El cáncer de páncreas lleva décadas siendo uno de los grandes enemigos de la oncología moderna: silencioso, agresivo y con una supervivencia a cinco años que apenas roza el 10%. Cada año se diagnostican en España más de 10.300 casos, y la falta de terapias realmente eficaces ha convertido esta enfermedad en un desafío casi estructural para la investigación biomédica.
En ese contexto, el último trabajo del Centro Nacional de Investigaciones Oncológicas (CNIO) apunta a un cambio de paradigma. El equipo liderado por Mariano Barbacid ha logrado eliminar por completo en ratones el adenocarcinoma ductal de páncreas -el tipo más frecuente y letal- mediante una estrategia terapéutica combinada que, además, evita la aparición de resistencias y no presenta efectos secundarios relevantes.

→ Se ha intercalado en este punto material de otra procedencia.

//! Adapter between programmable rules and the script sandbox.

use code_runner::{ScriptInputs, ScriptRequest, ScriptState, run_script, validate_script};
use util::execution_config::ScriptLimits;
use util::rubric::{Rule, RuleKind};

use crate::error::MarkerError;
use crate::traits::evaluator::{EvaluationContext, RuleEvaluator, kind_mismatch};
use crate::types::{FailureKind, ScoreOutcome};

pub struct ProgrammableEvaluator;

impl RuleEvaluator for ProgrammableEvaluator {
    fn kind(&self) -> RuleKind {
        RuleKind::Programmable
    }

    fn validate(&self, rule: &Rule) -> Result<(), MarkerError> {
        self.validate_with_limits(rule, &ScriptLimits::default())
    }

    fn validate_with_limits(&self, rule: &Rule, limits: &ScriptLimits) -> Result<(), MarkerError> {
        let Rule::Programmable(cfg) = rule else {
            return Err(kind_mismatch(rule, self.kind()));
        };
        let limits = limits.with_overrides(cfg.timeout_ms, cfg.memory_kb);
        validate_script(&cfg.script, &limits)
            .map(|_| ())
            .map_err(|e| MarkerError::InvalidScript {
                rule: rule.label(),
                message: e.to_string(),
            })
    }

    fn evaluate(&self, rule: &Rule, ctx: &EvaluationContext<'_>) -> Result<ScoreOutcome, MarkerError> {
        let Rule::Programmable(cfg) = rule else {
            return Err(kind_mismatch(rule, self.kind()));
        };

        let answer = ctx.answer(&cfg.question_id);
        let limits = ctx.script_limits.with_overrides(cfg.timeout_ms, cfg.memory_kb);
        let request = ScriptRequest {
            script: cfg.script.clone(),
            inputs: ScriptInputs {
                answer: answer.to_string(),
                answers: ctx.submission.answers.clone(),
                question_id: cfg.question_id.clone(),
                max_points: cfg.max_points,
            },
        };

        let outcome = match run_script(request, &limits) {
            Ok(outcome) => outcome,
            Err(err) => {
                tracing::warn!(rule = %rule.label(), error = %err, "Sandbox unavailable");
                return Ok(
                    ScoreOutcome::failed(rule, FailureKind::ScriptError, format!("Script error: {err}"))
                        .with_student_answer(answer),
                );
            }
        };

        let graded = match outcome.state {
            ScriptState::Completed => ScoreOutcome::for_rule(rule, cfg.max_points)
                .award(outcome.score)
                .with_feedback(outcome.feedback),
            ScriptState::TimedOut => ScoreOutcome::failed(rule, FailureKind::Timeout, outcome.feedback),
            ScriptState::MemoryExceeded => {
                ScoreOutcome::failed(rule, FailureKind::MemoryExceeded, outcome.feedback)
            }
            _ => ScoreOutcome::failed(rule, FailureKind::ScriptError, outcome.feedback),
        };

        if graded.failure.is_some() {
            tracing::warn!(
                rule = %graded.rule_id,
                student = %ctx.submission.student_id,
                state = %outcome.state,
                "Script did not complete"
            );
        }
        Ok(graded.with_student_answer(answer))
    }
}

#[cfg(test)]
mod tests {
    use super::*;
    use crate::evaluators::test_support::grade;
    use util::rubric::ProgrammableRule;

    fn rule(script: &str, timeout_ms: Option<u64>) -> Rule {
        Rule::Programmable(ProgrammableRule {
            question_id: "Q1".into(),
            script: script.into(),
            max_points: 10.0,
            timeout_ms,
            memory_kb: None,
            description: None,
        })
    }

    #[test]
    fn script_score_becomes_points() {
        let script = r#"
            if contains(lower(answer), "borrow") { score = max_points; feedback = "ok" }
            else { score = 2 }
        "#;
        let outcome = grade(&rule(script, None), &[("Q1", "The Borrow checker")]);
        assert_eq!(outcome.points_awarded, 10.0);
        assert_eq!(outcome.feedback, "ok");
        assert_eq!(outcome.failure, None);

        assert_eq!(grade(&rule(script, None), &[("Q1", "nope")]).points_awarded, 2.0);
    }

    #[test]
    fn scripts_see_sibling_answers() {
        let script = "score = num(answers['Q2']) * 2";
        assert_eq!(grade(&rule(script, None), &[("Q1", ""), ("Q2", "3")]).points_awarded, 6.0);
    }

    #[test]
    fn out_of_range_scores_are_clamped() {
        assert_eq!(grade(&rule("score = 99", None), &[]).points_awarded, 10.0);
        assert_eq!(grade(&rule("score = -4", None), &[]).points_awarded, 0.0);
    }

    #[test]
    fn runaway_scripts_time_out() {
        let outcome = grade(&rule("while true { }", Some(100)), &[]);
        assert_eq!(outcome.points_awarded, 0.0);
        assert_eq!(outcome.failure, Some(FailureKind::Timeout));
        assert!(outcome.feedback.contains("timed out"));
    }

    #[test]
    fn script_errors_score_zero() {
        let outcome = grade(&rule("score = 1 / 0", None), &[]);
        assert_eq!(outcome.points_awarded, 0.0);
        assert_eq!(outcome.failure, Some(FailureKind::ScriptError));
        assert!(outcome.feedback.starts_with("Script error"));

        let silent = grade(&rule("let x = 1", None), &[]);
        assert_eq!(silent.failure, Some(FailureKind::ScriptError));
    }

    #[test]
    fn unknown_functions_fail_validation() {
        let err = ProgrammableEvaluator
            .validate(&rule("score = open('/etc/passwd')", None))
            .unwrap_err();
        assert!(matches!(err, MarkerError::InvalidScript { .. }));
    }

    #[test]
    fn validation_uses_the_configured_limits() {
        let script = "let a = 1\nlet b = 2\nscore = a + b";
        let tight = ScriptLimits {
            max_script_lines: 2,
            ..ScriptLimits::default()
        };
        assert!(ProgrammableEvaluator.validate(&rule(script, None)).is_ok());
        let err = ProgrammableEvaluator
            .validate_with_limits(&rule(script, None), &tight)
            .unwrap_err();
        assert!(matches!(err, MarkerError::InvalidScript { .. }));
    }
}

España marca un hito científico: avances históricos en la lucha contra el cáncer confirmados por la investigación
El estudio, publicado en Proceedings of the National Academy of Sciences (PNAS), demuestra la eficacia de una fórmula que ataca el tumor desde varios frentes. La clave está en el oncogén KRAS, mutado en la mayoría de los pacientes y responsable de activar los mecanismos que permiten al tumor crecer sin control. Durante años, los fármacos dirigidos contra esta diana han mostrado resultados discretos, con una gran efectividad a corto plazo, pues funcionan al principio, pero el cáncer aprende a esquivarlos.
La solución propuesta por el CNIO es tan lógica como contundente: bloquear la vía molecular en tres puntos distintos. Para ello, los investigadores combinaron un inhibidor experimental de KRAS (daraxonrasib), afatinib, ya aprobado para ciertos tumores pulmonares, y el degradador de proteínas SD36. El resultado fue una regresión significativa y duradera en tres modelos de ratón sin toxicidades importantes.
El propio Barbacid advierte de que aún no es posible trasladar esta triple terapia a ensayos clínicos y que el camino hacia su aplicación en pacientes será complejo. Aun así, el hallazgo abre la puerta a diseñar tratamientos combinados capaces de mejorar la supervivencia en un tumor que llevaba demasiado tiempo sin buenas noticias. No es una cura inmediata, pero sí una señal inequívoca de que la investigación empieza a estrechar el cerco sobre uno de los cánceres más difíciles de tratar.